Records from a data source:
*** Block opens ***

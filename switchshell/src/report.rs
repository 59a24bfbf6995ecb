//! Labeled per-command reports and where they are written.

use std::fs::{File, OpenOptions};
use std::io::Write;
use std::path::{Path, PathBuf};
use std::sync::LazyLock;

use chrono::{DateTime, Local};
use log::{debug, info};
use regex::Regex;

use crate::driver::CommandResult;
use crate::error::{ReportError, Result};

/// Rule separating report headers from output.
const RULE_WIDTH: usize = 64;

static NON_WORD: LazyLock<Regex> =
    LazyLock::new(|| Regex::new(r"[\W_]+").expect("valid file name pattern"));

/// Results of one command across all hosts, in host order.
#[derive(Debug, Clone)]
pub struct Report {
    command: String,
    results: Vec<CommandResult>,
}

impl Report {
    /// Create a report.
    pub fn new(command: impl Into<String>, results: Vec<CommandResult>) -> Self {
        Self {
            command: command.into(),
            results,
        }
    }

    /// The command as the caller wrote it.
    pub fn command(&self) -> &str {
        &self.command
    }

    /// Per-host results, aligned with the session order.
    pub fn results(&self) -> &[CommandResult] {
        &self.results
    }

    /// Render every host's block.
    pub fn render(&self) -> String {
        self.results.iter().map(|r| self.render_block(r)).collect()
    }

    /// Render one host's block: a header, then the cleaned output.
    pub fn render_block(&self, result: &CommandResult) -> String {
        let rule = "=".repeat(RULE_WIDTH);
        format!(
            "\n{rule}\nhost    : {}\ncommand : {}\nstatus  : {}\noutput  : {} bytes\n{rule}\n{}",
            result.host,
            self.command,
            result.code(),
            result.output.len(),
            result.clean_output(),
        )
    }
}

/// Destination for reports, called once per command in batch order.
pub trait ReportSink {
    /// Write one command's report.
    fn write(&mut self, report: &Report) -> Result<()>;
}

/// Collects reports in memory.
impl ReportSink for Vec<Report> {
    fn write(&mut self, report: &Report) -> Result<()> {
        self.push(report.clone());
        Ok(())
    }
}

/// Writes each report to a file, optionally echoing it to stdout.
///
/// Without a fixed path every command gets its own file named after the
/// command and the current time. With a fixed path the file is truncated
/// for the first command and every later command is appended to it.
#[derive(Debug)]
pub struct FileSink {
    directory: PathBuf,
    fixed_path: Option<PathBuf>,
    echo: bool,
    written: Vec<PathBuf>,
}

impl FileSink {
    /// Per-command files in the current directory.
    pub fn new() -> Self {
        Self {
            directory: PathBuf::from("."),
            fixed_path: None,
            echo: false,
            written: Vec::new(),
        }
    }

    /// Write every report of the batch into `path`.
    pub fn with_fixed_path(mut self, path: Option<PathBuf>) -> Self {
        self.fixed_path = path;
        self
    }

    /// Directory for per-command files.
    pub fn in_directory(mut self, directory: impl Into<PathBuf>) -> Self {
        self.directory = directory.into();
        self
    }

    /// Also print reports to stdout.
    pub fn echo(mut self, echo: bool) -> Self {
        self.echo = echo;
        self
    }

    /// Files written so far, in order, without repeats.
    pub fn written(&self) -> &[PathBuf] {
        &self.written
    }

    fn open(&mut self, report: &Report) -> Result<(PathBuf, File)> {
        let (path, append) = match &self.fixed_path {
            Some(path) => (path.clone(), self.written.contains(path)),
            None => (
                self.directory.join(report_file_name(report.command(), Local::now())),
                false,
            ),
        };

        let file = OpenOptions::new()
            .create(true)
            .write(true)
            .append(append)
            .truncate(!append)
            .open(&path)
            .map_err(|source| write_error(&path, source))?;
        Ok((path, file))
    }
}

impl Default for FileSink {
    fn default() -> Self {
        Self::new()
    }
}

impl ReportSink for FileSink {
    fn write(&mut self, report: &Report) -> Result<()> {
        let (path, mut file) = self.open(report)?;
        debug!("writing report for {:?} to {}", report.command(), path.display());

        for result in report.results() {
            let block = report.render_block(result);
            file.write_all(block.as_bytes())
                .map_err(|source| write_error(&path, source))?;
            if self.echo {
                println!("{}", block);
            }
        }

        if !self.written.contains(&path) {
            info!("report written to {}", path.display());
            self.written.push(path);
        }
        Ok(())
    }
}

fn write_error(path: &Path, source: std::io::Error) -> crate::error::Error {
    ReportError::Write {
        path: path.to_path_buf(),
        source,
    }
    .into()
}

/// File name for a command's report: the command with every run of
/// non-word characters turned into `_`, then a minute timestamp.
pub fn report_file_name(command: &str, now: DateTime<Local>) -> String {
    format!(
        "{}_{}.txt",
        NON_WORD.replace_all(command, "_"),
        now.format("%Y_%m_%d-%H_%M")
    )
}

#[cfg(test)]
mod tests {
    use std::fs;
    use std::time::Duration;

    use chrono::TimeZone;

    use super::*;
    use crate::driver::RunStatus;

    fn result(host: &str, status: RunStatus, output: &str) -> CommandResult {
        CommandResult::new(host, "show version", status, output, Duration::from_secs(1))
    }

    fn sample_report() -> Report {
        Report::new(
            "show version",
            vec![
                result("sw1", RunStatus::PromptMatched, "Onyx 3.9\r\nswitch # "),
                result("sw2", RunStatus::TimedOut, "\nERROR: timeout after 30 seconds"),
            ],
        )
    }

    #[test]
    fn test_report_file_name() {
        let now = Local.with_ymd_and_hms(2026, 3, 9, 14, 5, 59).unwrap();
        assert_eq!(
            report_file_name("show interfaces ethernet status", now),
            "show_interfaces_ethernet_status_2026_03_09-14_05.txt"
        );
        assert_eq!(report_file_name("show  ip__route | inc 10.0", now), "show_ip_route_inc_10_0_2026_03_09-14_05.txt");
    }

    #[test]
    fn test_render_block() {
        let report = sample_report();
        let block = report.render_block(&report.results()[0]);
        let rule = "=".repeat(64);
        assert_eq!(
            block,
            format!(
                "\n{rule}\nhost    : sw1\ncommand : show version\nstatus  : 0\noutput  : 19 bytes\n{rule}\nOnyx 3.9\nswitch # "
            )
        );
    }

    #[test]
    fn test_render_keeps_host_order() {
        let rendered = sample_report().render();
        let sw1 = rendered.find("host    : sw1").unwrap();
        let sw2 = rendered.find("host    : sw2").unwrap();
        assert!(sw1 < sw2);
        assert!(rendered.contains("status  : -1"));
    }

    #[test]
    fn test_file_sink_per_command_files() {
        let dir = tempfile::tempdir().unwrap();
        let mut sink = FileSink::new().in_directory(dir.path());

        sink.write(&sample_report()).unwrap();
        sink.write(&Report::new("show clock", vec![result("sw1", RunStatus::PromptMatched, "10:00")]))
            .unwrap();

        assert_eq!(sink.written().len(), 2);
        let first = fs::read_to_string(&sink.written()[0]).unwrap();
        assert!(first.contains("host    : sw2"));
        let name = sink.written()[1].file_name().unwrap().to_string_lossy().into_owned();
        assert!(name.starts_with("show_clock_"));
        assert!(name.ends_with(".txt"));
    }

    #[test]
    fn test_file_sink_fixed_path_keeps_every_command() {
        let dir = tempfile::tempdir().unwrap();
        let path = dir.path().join("out.txt");
        fs::write(&path, "stale content from an earlier run").unwrap();

        let mut sink = FileSink::new().with_fixed_path(Some(path.clone()));
        sink.write(&sample_report()).unwrap();
        sink.write(&Report::new("show clock", vec![result("sw1", RunStatus::PromptMatched, "10:00")]))
            .unwrap();

        let content = fs::read_to_string(&path).unwrap();
        assert!(!content.contains("stale content"));
        assert!(content.contains("command : show version"));
        assert!(content.contains("command : show clock"));
        assert_eq!(sink.written(), [path]);
    }

    #[test]
    fn test_vec_sink() {
        let mut sink: Vec<Report> = Vec::new();
        sink.write(&sample_report()).unwrap();
        assert_eq!(sink.len(), 1);
        assert_eq!(sink[0].results().len(), 2);
    }
}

*** Block closes ***

▶ **EXERCISE INSTRUCTIONS**
The answer should consist of the lines from the first line of the entries through the line with "use regex::Regex;", copied exactly.

▶ **RESULT OF THIS EXERCISE**
filename switchshell/src/report.rs
repository 59a24bfbf6995ecb
//! Labeled per-command reports and where they are written.

use std::fs::{File, OpenOptions};
use std::io::Write;
use std::path::{Path, PathBuf};
use std::sync::LazyLock;

use chrono::{DateTime, Local};
use log::{debug, info};
use regex::Regex;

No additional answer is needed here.